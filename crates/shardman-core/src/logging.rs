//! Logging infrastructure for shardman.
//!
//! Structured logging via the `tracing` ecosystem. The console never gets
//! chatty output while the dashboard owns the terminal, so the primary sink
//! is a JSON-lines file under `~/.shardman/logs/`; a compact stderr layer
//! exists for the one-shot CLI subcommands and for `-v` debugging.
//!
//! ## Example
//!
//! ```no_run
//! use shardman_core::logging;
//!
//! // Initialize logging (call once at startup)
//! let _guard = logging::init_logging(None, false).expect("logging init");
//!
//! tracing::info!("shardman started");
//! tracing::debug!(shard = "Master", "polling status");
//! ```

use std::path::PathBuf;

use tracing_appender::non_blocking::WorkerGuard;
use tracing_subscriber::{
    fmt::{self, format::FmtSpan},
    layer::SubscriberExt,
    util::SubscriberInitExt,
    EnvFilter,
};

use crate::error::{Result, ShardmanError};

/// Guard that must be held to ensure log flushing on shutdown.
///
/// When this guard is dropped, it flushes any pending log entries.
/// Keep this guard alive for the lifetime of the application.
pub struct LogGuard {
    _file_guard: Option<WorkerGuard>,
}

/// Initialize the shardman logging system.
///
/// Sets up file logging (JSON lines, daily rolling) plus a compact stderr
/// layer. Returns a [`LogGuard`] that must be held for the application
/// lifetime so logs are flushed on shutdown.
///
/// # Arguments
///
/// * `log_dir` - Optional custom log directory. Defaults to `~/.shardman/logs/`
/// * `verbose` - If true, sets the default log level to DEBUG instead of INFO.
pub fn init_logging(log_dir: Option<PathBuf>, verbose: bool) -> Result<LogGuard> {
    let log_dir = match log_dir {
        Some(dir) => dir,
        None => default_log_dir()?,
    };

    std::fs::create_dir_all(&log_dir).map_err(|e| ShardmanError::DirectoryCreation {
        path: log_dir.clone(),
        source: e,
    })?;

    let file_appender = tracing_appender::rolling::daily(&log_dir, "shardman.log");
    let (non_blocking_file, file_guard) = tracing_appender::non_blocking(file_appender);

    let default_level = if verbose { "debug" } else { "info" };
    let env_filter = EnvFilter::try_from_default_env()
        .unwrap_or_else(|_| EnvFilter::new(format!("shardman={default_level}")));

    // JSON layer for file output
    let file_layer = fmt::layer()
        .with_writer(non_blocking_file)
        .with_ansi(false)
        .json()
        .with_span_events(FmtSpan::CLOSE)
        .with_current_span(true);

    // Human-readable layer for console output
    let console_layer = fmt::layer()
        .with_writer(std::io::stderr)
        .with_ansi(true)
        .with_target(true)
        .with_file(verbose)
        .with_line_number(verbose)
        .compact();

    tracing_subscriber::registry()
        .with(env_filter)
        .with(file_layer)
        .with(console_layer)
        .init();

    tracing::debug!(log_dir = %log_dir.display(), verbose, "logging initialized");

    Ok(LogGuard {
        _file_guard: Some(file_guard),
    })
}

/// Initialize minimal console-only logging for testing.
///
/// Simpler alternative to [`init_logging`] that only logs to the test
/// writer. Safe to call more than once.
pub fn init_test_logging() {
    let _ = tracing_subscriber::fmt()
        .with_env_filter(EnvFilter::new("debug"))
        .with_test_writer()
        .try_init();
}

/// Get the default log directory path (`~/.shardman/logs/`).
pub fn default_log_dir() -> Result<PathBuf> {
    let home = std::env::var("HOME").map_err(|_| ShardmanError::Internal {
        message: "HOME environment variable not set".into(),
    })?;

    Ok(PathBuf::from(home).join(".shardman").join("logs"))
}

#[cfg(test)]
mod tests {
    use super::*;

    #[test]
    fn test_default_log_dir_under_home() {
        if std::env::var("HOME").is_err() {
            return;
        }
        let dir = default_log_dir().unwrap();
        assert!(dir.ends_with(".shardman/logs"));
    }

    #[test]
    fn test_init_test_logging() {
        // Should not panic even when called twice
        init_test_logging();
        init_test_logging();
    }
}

*Task statement*
Quote, word for word, every line from the top of the entries through the line that holds "compact stderr layer".

*Response area*
filename crates/shardman-core/src/logging.rs
//! Logging infrastructure for shardman.
//!
//! Structured logging via the `tracing` ecosystem. The console never gets
//! chatty output while the dashboard owns the terminal, so the primary sink
//! is a JSON-lines file under `~/.shardman/logs/`; a compact stderr layer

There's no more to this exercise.